Playing with numbers can bring great benefits to some and make losers of some innocent folks. One simple number game is the estimation of utilities usage that affects every household. For instance if the average utility bill is $100 pm, and if the meter is only read every third month, the usage of two months will be estimated. To maintain some consistency, the estimates must be done with care, probably by using the latest readings or the moving average, or something in that order, to keep the estimates realistic. But in practice, the method can still bring about distorted results.

Take for instance a festival when there more cooking take place or more people are at home, that particular month would drive up the bill and would affect the next average. It is ok actually if not of the GST or taxes based on the month’s bill. When there is a surge due to a wrong estimate, the household will end up paying more taxes for that bill. When the bill is readjusted after an actual reading is made, would the extra taxes, though small in amount, be refunded? The extra payment comes about when the rate is variable and higher at higher usage particularly water tax. Some households will thus have to pay a bit more taxes that they don’t have to but because of estimation.

In the corporate world, the numbers can also be juggled to give the best returns to whoever wants it. As an example, if a profit of $1m is expected and no extra bonus will be paid, a company with 3 or more years of $1m profit will not have to pay extra bonuses to the management on a profit sharing scheme. But by recognizing, in line with or overriding accounting principles, some profits may be delayed or not recognized and accumulated to another year. So a company may show 2 years of $500k profits only to show a startling performance of $2m profit on the third and ending with a big payout to the management.

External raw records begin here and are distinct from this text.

#[tokio::test(start_paused = true)]
async fn test_shutdown_while_backing_off_is_clean() {
    let connector = Arc::new(MockConnector::new(vec![Script::Refuse]));
    let (tx, mut rx) = mpsc::unbounded_channel();
    let controller = SessionController::new(
        SessionConfig {
            reconnect_delay_ms: 60_000,
            ..session_config()
        },
        connector.clone(),
        Arc::new(MockBackend::default()),
    )
    .with_events(tx);

    let result = controller
        .run(
            "persona",
            &AudioConfig::default(),
            tokio::time::sleep(Duration::from_secs(1)),
        )
        .await;

    assert!(result.is_ok());
    assert_eq!(connector.connects.load(Ordering::SeqCst), 1);
    let events = drain(&mut rx);
    assert!(events.iter().any(|e| matches!(e, SessionEvent::BackingOff { attempt: 1, .. })));
    assert_eq!(events.last(), Some(&SessionEvent::Stopped));
}

#[tokio::test(start_paused = true)]
async fn test_no_audio_is_sent_until_the_turn_resume_delay_expires() {
    let turn_at = Duration::from_millis(300);
    let resume_delay = Duration::from_millis(1000);
    let connector = Arc::new(MockConnector::new(vec![Script::ServeAfter(
        turn_at,
        vec![response_audio(240), turn_complete()],
    )]));
    let config = SessionConfig {
        turn_resume_delay_ms: resume_delay.as_millis() as u64,
        ..session_config()
    };
    let controller =
        SessionController::new(config, connector.clone(), Arc::new(MockBackend::default()));

    let start = Instant::now();
    controller
        .run(
            "persona",
            &AudioConfig::default(),
            tokio::time::sleep(Duration::from_secs(2)),
        )
        .await
        .unwrap();

    let sent_at: Vec<Duration> = connector
        .outbound
        .sent_at
        .lock()
        .unwrap()
        .iter()
        .map(|t| t.duration_since(start))
        .collect();

    assert!(sent_at.iter().any(|&t| t < turn_at), "nothing sent before the turn: {sent_at:?}");
    assert!(
        !sent_at.iter().any(|&t| t >= turn_at && t < turn_at + resume_delay),
        "audio sent during the pause: {sent_at:?}"
    );
    assert!(
        sent_at.iter().any(|&t| t >= turn_at + resume_delay),
        "sending never resumed: {sent_at:?}"
    );
}

#[tokio::test(start_paused = true)]
async fn test_playback_overrun_drops_audio_but_keeps_the_session() {
    let connector = Arc::new(MockConnector::new(vec![Script::Serve(vec![
        response_audio(240),
        response_audio(240),
        turn_complete(),
    ])]));
    let backend = Arc::new(MockBackend {
        playback_full: true,
        ..Default::default()
    });
    let (tx, mut rx) = mpsc::unbounded_channel();
    let controller = SessionController::new(session_config(), connector.clone(), backend.clone())
        .with_events(tx);

    let result = controller
        .run(
            "persona",
            &AudioConfig::default(),
            tokio::time::sleep(Duration::from_millis(500)),
        )
        .await;
    assert!(result.is_ok());

    let events = drain(&mut rx);
    assert_eq!(count(&events, |e| *e == SessionEvent::PlaybackOverrun), 2);
    assert_eq!(count(&events, |e| *e == SessionEvent::TurnComplete), 1);
    assert_eq!(count(&events, |e| matches!(e, SessionEvent::Disconnected { .. })), 0);
    assert!(backend.played.lock().unwrap().is_empty());
    assert_eq!(connector.connects.load(Ordering::SeqCst), 1);
    assert!(!connector.outbound.sent.lock().unwrap().is_empty());
}

#[tokio::test(start_paused = true)]
async fn test_missing_speaker_fails_before_connecting() {
    let connector = Arc::new(MockConnector::new(vec![Script::Serve(Vec::new())]));
    let backend = Arc::new(MockBackend {
        playback_missing: true,
        ..Default::default()
    });
    let controller = SessionController::new(session_config(), connector.clone(), backend);

    let result = controller
        .run(
            "persona",
            &AudioConfig::default(),
            tokio::time::sleep(Duration::from_secs(1)),
        )
        .await;

    assert!(matches!(
        result,
        Err(SessionError::Device(AudioError::Device { .. }))
    ));
    assert_eq!(connector.connects.load(Ordering::SeqCst), 0);
}

#[tokio::test]
async fn test_speaker_is_released_off_the_runtime_thread() {
    let connector = Arc::new(MockConnector::new(vec![Script::Serve(Vec::new())]));
    let backend = Arc::new(MockBackend::default());
    let controller = SessionController::new(session_config(), connector, backend.clone());

    controller
        .run(
            "persona",
            &AudioConfig::default(),
            tokio::time::sleep(Duration::from_millis(100)),
        )
        .await
        .unwrap();

    let released_on = *backend.released_on.lock().unwrap();
    assert!(released_on.is_some(), "speaker was not released");
    assert_ne!(released_on, Some(thread::current().id()));
}
//! Event system for UI decoupling.
//!
//! The core never renders anything. Front-ends attach observers to an
//! [`ObserverSet`] and receive status changes, reassembly progress and writer
//! tool output. Notifications arrive on the pipeline thread (or on one of the
//! writer's output reader threads), so observers must be `Send + Sync` and do
//! their own marshaling onto a render thread.

use std::path::PathBuf;
use std::sync::Arc;
use std::sync::mpsc::Sender;

use crate::state::RunState;
use crate::writer::WriterStatus;

/// Log level for writer tool output.
#[derive(Debug, Clone, Copy, PartialEq, Eq)]
pub enum LogLevel {
    Info,
    Error,
}

/// Current pipeline phase for display.
#[derive(Debug, Clone, PartialEq, Eq)]
pub struct StatusMessage {
    pub state: RunState,
    pub status: String,
    pub description: String,
}

impl StatusMessage {
    pub fn new(state: RunState, status: impl Into<String>, description: impl Into<String>) -> Self {
        Self {
            state,
            status: status.into(),
            description: description.into(),
        }
    }

    /// The stock message for entering `state`.
    pub fn for_state(state: RunState) -> Self {
        let (status, description) = state.label();
        Self::new(state, status, description)
    }
}

/// Aggregate progress of the fragment concatenation.
#[derive(Debug, Clone, PartialEq, Eq)]
pub struct ProgressEvent {
    /// Fragment that was being copied when the percentage changed.
    pub file: PathBuf,
    /// Bytes copied so far across all fragments.
    pub copied_bytes: u64,
    pub total_bytes: u64,
    pub percent: u8,
}

/// Receives a [`StatusMessage`] on every phase transition.
pub trait StatusObserver: Send + Sync {
    fn on_status(&self, message: &StatusMessage);
}

/// Receives reassembly progress and the end-of-job signal.
pub trait ProgressObserver: Send + Sync {
    fn on_progress(&self, event: &ProgressEvent);

    /// Called once when every fragment has been concatenated.
    fn on_complete(&self);
}

/// Receives output and polled state of the external writer tool.
///
/// `on_tool_output` may be called from two threads at once.
pub trait WriterObserver: Send + Sync {
    fn on_tool_output(&self, _level: LogLevel, _line: &str) {}

    fn on_tool_status(&self, _status: &WriterStatus) {}
}

/// Fan-out registry for all observer kinds. Empty sets are fine.
#[derive(Clone, Default)]
pub struct ObserverSet {
    status: Vec<Arc<dyn StatusObserver>>,
    progress: Vec<Arc<dyn ProgressObserver>>,
    writer: Vec<Arc<dyn WriterObserver>>,
}

impl ObserverSet {
    pub fn new() -> Self {
        Self::default()
    }

    /// An observer set with a single observer attached to every kind.
    pub fn with_all<O>(observer: Arc<O>) -> Self
    where
        O: StatusObserver + ProgressObserver + WriterObserver + 'static,
    {
        let mut set = Self::new();
        set.attach_all(observer);
        set
    }

    pub fn attach_status(&mut self, observer: Arc<dyn StatusObserver>) {
        self.status.push(observer);
    }

    pub fn attach_progress(&mut self, observer: Arc<dyn ProgressObserver>) {
        self.progress.push(observer);
    }

    pub fn attach_writer(&mut self, observer: Arc<dyn WriterObserver>) {
        self.writer.push(observer);
    }

    pub fn attach_all<O>(&mut self, observer: Arc<O>)
    where
        O: StatusObserver + ProgressObserver + WriterObserver + 'static,
    {
        self.status.push(observer.clone());
        self.progress.push(observer.clone());
        self.writer.push(observer);
    }

    pub fn notify_status(&self, message: &StatusMessage) {
        for observer in &self.status {
            observer.on_status(message);
        }
    }

    pub fn notify_progress(&self, event: &ProgressEvent) {
        for observer in &self.progress {
            observer.on_progress(event);
        }
    }

    pub fn notify_complete(&self) {
        for observer in &self.progress {
            observer.on_complete();
        }
    }

    pub fn notify_tool_output(&self, level: LogLevel, line: &str) {
        for observer in &self.writer {
            observer.on_tool_output(level, line);
        }
    }

    pub fn notify_tool_status(&self, status: &WriterStatus) {
        for observer in &self.writer {
            observer.on_tool_status(status);
        }
    }
}

/// No-op observer that discards all events.
pub struct NullObserver;

impl StatusObserver for NullObserver {
    fn on_status(&self, _message: &StatusMessage) {}
}

impl ProgressObserver for NullObserver {
    fn on_progress(&self, _event: &ProgressEvent) {}

    fn on_complete(&self) {}
}

impl WriterObserver for NullObserver {}

/// Observer that logs events using tracing.
pub struct TracingObserver;

impl StatusObserver for TracingObserver {
    fn on_status(&self, message: &StatusMessage) {
        tracing::info!(
            state = %message.state,
            description = %message.description,
            "Status: {}",
            message.status
        );
    }
}

impl ProgressObserver for TracingObserver {
    fn on_progress(&self, event: &ProgressEvent) {
        tracing::debug!(
            file = %event.file.display(),
            copied = event.copied_bytes,
            total = event.total_bytes,
            "Total copy progress: {}%",
            event.percent
        );
    }

    fn on_complete(&self) {
        tracing::info!("Fragment concatenation complete");
    }
}

impl WriterObserver for TracingObserver {
    fn on_tool_output(&self, level: LogLevel, line: &str) {
        match level {
            LogLevel::Info => tracing::info!(target: "cmos::writer", "{}", line),
            LogLevel::Error => tracing::error!(target: "cmos::writer", "{}", line),
        }
    }

    fn on_tool_status(&self, status: &WriterStatus) {
        match &status.copy {
            Some(copy) => tracing::debug!(
                phase = %status.phase,
                file = copy.file.as_deref().unwrap_or("-"),
                percent = copy.percent,
                "Writer progress"
            ),
            None => tracing::debug!(phase = %status.phase, "Writer phase"),
        }
    }
}

/// Everything an observer can be told, as one value.
#[derive(Debug, Clone, PartialEq)]
pub enum CmosEvent {
    Status(StatusMessage),
    Progress(ProgressEvent),
    GatherComplete,
    ToolOutput { level: LogLevel, line: String },
    ToolStatus(WriterStatus),
}

/// Forwards events through a channel so another thread can render them.
pub struct ChannelObserver {
    sender: Sender<CmosEvent>,
}

impl ChannelObserver {
    pub fn new(sender: Sender<CmosEvent>) -> Self {
        Self { sender }
    }

    fn send(&self, event: CmosEvent) {
        // A dropped receiver means nobody is watching any more.
        let _ = self.sender.send(event);
    }
}

impl StatusObserver for ChannelObserver {
    fn on_status(&self, message: &StatusMessage) {
        self.send(CmosEvent::Status(message.clone()));
    }
}

impl ProgressObserver for ChannelObserver {
    fn on_progress(&self, event: &ProgressEvent) {
        self.send(CmosEvent::Progress(event.clone()));
    }

    fn on_complete(&self) {
        self.send(CmosEvent::GatherComplete);
    }
}

impl WriterObserver for ChannelObserver {
    fn on_tool_output(&self, level: LogLevel, line: &str) {
        self.send(CmosEvent::ToolOutput {
            level,
            line: line.to_string(),
        });
    }

    fn on_tool_status(&self, status: &WriterStatus) {
        self.send(CmosEvent::ToolStatus(status.clone()));
    }
}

This could be a deliberate result of manipulation. But at times, it is due to business cycle. The best example was quoted by Prof Tan Khee Giap during a programme on GDP aired on CNA. He pointed out the great GDP growth of 15% in year 2011, I think, was such a case. The result of that spectacular growth was due to the shrinking of the GDP in the previous years. The base for growth computation shrank accordingly. Thus when the economy returned to its previous numbers, the growth rate or percentage of growth became so much bigger than normal.

A reward system that is based on the growth rate will thus compute a huge payout to the management. And because the growth rate was so big, the payout could be disproportionally big relative to the average payout though the company/economy did not do anything spectacular in real terms.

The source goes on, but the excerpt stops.